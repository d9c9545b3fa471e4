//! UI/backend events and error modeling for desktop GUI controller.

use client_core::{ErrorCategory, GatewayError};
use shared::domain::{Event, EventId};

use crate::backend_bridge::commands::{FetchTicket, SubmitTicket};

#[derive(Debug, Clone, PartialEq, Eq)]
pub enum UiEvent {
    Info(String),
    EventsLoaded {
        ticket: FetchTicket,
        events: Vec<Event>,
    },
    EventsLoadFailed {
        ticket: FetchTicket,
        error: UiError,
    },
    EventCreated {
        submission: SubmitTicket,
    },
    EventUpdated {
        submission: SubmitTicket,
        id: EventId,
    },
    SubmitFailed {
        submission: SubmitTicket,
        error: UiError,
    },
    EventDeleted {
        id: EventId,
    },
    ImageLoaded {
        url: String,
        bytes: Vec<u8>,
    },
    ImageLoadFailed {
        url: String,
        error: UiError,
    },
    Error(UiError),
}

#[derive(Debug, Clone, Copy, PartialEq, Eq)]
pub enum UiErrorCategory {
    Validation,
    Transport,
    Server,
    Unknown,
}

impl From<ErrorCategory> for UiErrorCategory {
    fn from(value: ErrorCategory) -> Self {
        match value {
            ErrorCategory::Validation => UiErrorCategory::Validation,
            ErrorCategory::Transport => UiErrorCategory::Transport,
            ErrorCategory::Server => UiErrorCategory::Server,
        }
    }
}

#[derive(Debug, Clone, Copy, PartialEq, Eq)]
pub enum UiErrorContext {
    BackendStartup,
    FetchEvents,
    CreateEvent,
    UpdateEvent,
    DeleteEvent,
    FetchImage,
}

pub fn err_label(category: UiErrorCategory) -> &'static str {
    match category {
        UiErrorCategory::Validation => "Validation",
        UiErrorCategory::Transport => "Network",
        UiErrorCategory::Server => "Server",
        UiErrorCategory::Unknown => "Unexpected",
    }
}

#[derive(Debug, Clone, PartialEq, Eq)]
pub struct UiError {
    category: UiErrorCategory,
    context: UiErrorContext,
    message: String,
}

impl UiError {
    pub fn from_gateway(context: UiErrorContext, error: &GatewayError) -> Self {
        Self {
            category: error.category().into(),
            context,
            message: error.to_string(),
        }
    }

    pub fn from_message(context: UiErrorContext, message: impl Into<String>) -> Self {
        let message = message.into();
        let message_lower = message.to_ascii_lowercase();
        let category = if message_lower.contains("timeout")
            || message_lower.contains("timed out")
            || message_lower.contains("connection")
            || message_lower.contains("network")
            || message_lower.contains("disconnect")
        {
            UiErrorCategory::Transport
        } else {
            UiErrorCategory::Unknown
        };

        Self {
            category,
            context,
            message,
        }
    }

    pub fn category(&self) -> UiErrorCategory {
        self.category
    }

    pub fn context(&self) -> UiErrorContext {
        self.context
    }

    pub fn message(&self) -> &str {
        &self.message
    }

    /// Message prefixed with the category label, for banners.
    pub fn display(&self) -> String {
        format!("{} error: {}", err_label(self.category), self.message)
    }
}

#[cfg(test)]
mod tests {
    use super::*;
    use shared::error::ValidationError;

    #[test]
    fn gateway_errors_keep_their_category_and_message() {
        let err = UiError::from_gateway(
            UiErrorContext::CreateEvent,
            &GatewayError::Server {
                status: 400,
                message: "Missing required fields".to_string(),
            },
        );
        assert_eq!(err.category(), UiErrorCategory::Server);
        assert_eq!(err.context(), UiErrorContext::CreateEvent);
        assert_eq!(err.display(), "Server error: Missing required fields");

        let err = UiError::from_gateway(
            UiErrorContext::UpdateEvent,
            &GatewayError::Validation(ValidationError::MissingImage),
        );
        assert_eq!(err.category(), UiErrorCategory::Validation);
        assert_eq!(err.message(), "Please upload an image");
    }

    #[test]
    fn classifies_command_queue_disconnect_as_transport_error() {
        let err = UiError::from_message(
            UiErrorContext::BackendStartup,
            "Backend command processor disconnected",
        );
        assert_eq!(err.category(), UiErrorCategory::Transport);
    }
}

* * * *

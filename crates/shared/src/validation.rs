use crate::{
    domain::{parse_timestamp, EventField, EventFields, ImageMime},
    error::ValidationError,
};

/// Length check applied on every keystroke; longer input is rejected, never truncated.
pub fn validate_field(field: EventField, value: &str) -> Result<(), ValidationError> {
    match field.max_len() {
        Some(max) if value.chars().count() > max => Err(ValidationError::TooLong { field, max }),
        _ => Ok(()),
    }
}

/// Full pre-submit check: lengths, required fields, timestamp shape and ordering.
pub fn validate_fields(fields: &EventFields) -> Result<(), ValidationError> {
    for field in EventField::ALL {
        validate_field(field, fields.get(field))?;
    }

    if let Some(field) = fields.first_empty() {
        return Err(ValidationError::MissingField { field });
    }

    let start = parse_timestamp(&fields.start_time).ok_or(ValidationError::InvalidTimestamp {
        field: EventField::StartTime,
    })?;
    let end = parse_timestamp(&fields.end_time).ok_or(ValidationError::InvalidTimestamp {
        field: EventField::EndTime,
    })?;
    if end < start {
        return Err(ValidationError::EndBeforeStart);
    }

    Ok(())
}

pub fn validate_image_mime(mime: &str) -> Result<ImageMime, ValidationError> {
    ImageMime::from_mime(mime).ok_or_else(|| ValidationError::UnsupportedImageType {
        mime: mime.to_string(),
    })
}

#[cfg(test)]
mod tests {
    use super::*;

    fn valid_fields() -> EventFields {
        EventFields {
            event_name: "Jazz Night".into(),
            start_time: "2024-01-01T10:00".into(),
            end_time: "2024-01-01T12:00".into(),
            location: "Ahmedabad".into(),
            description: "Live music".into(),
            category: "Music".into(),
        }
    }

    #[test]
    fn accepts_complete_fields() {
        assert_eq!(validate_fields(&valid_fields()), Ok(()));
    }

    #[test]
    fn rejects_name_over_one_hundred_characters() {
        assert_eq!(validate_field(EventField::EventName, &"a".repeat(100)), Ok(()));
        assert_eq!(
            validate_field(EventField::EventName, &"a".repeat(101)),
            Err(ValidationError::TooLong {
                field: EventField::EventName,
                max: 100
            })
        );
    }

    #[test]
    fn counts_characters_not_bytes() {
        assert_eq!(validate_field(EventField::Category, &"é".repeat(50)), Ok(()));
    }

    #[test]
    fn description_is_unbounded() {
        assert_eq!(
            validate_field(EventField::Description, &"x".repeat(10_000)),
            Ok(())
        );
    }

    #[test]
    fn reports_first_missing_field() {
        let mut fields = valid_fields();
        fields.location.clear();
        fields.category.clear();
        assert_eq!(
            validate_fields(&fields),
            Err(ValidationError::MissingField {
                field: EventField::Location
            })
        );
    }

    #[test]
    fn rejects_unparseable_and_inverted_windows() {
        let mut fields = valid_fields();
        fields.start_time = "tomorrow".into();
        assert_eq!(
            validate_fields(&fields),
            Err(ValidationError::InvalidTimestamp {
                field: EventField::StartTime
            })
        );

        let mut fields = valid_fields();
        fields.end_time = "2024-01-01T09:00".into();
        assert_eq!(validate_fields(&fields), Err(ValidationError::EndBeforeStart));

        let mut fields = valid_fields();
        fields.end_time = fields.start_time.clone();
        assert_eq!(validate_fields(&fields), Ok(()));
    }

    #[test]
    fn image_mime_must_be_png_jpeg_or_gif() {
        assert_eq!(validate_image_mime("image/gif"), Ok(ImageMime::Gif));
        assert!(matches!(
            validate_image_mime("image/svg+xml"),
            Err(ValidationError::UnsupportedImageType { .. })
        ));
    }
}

* * * *

Show all lines in the entries above where the string "impl" appears.

impl From<ErrorCategory> for UiErrorCategory {
impl UiError {
    pub fn from_message(context: UiErrorContext, message: impl Into<String>) -> Self {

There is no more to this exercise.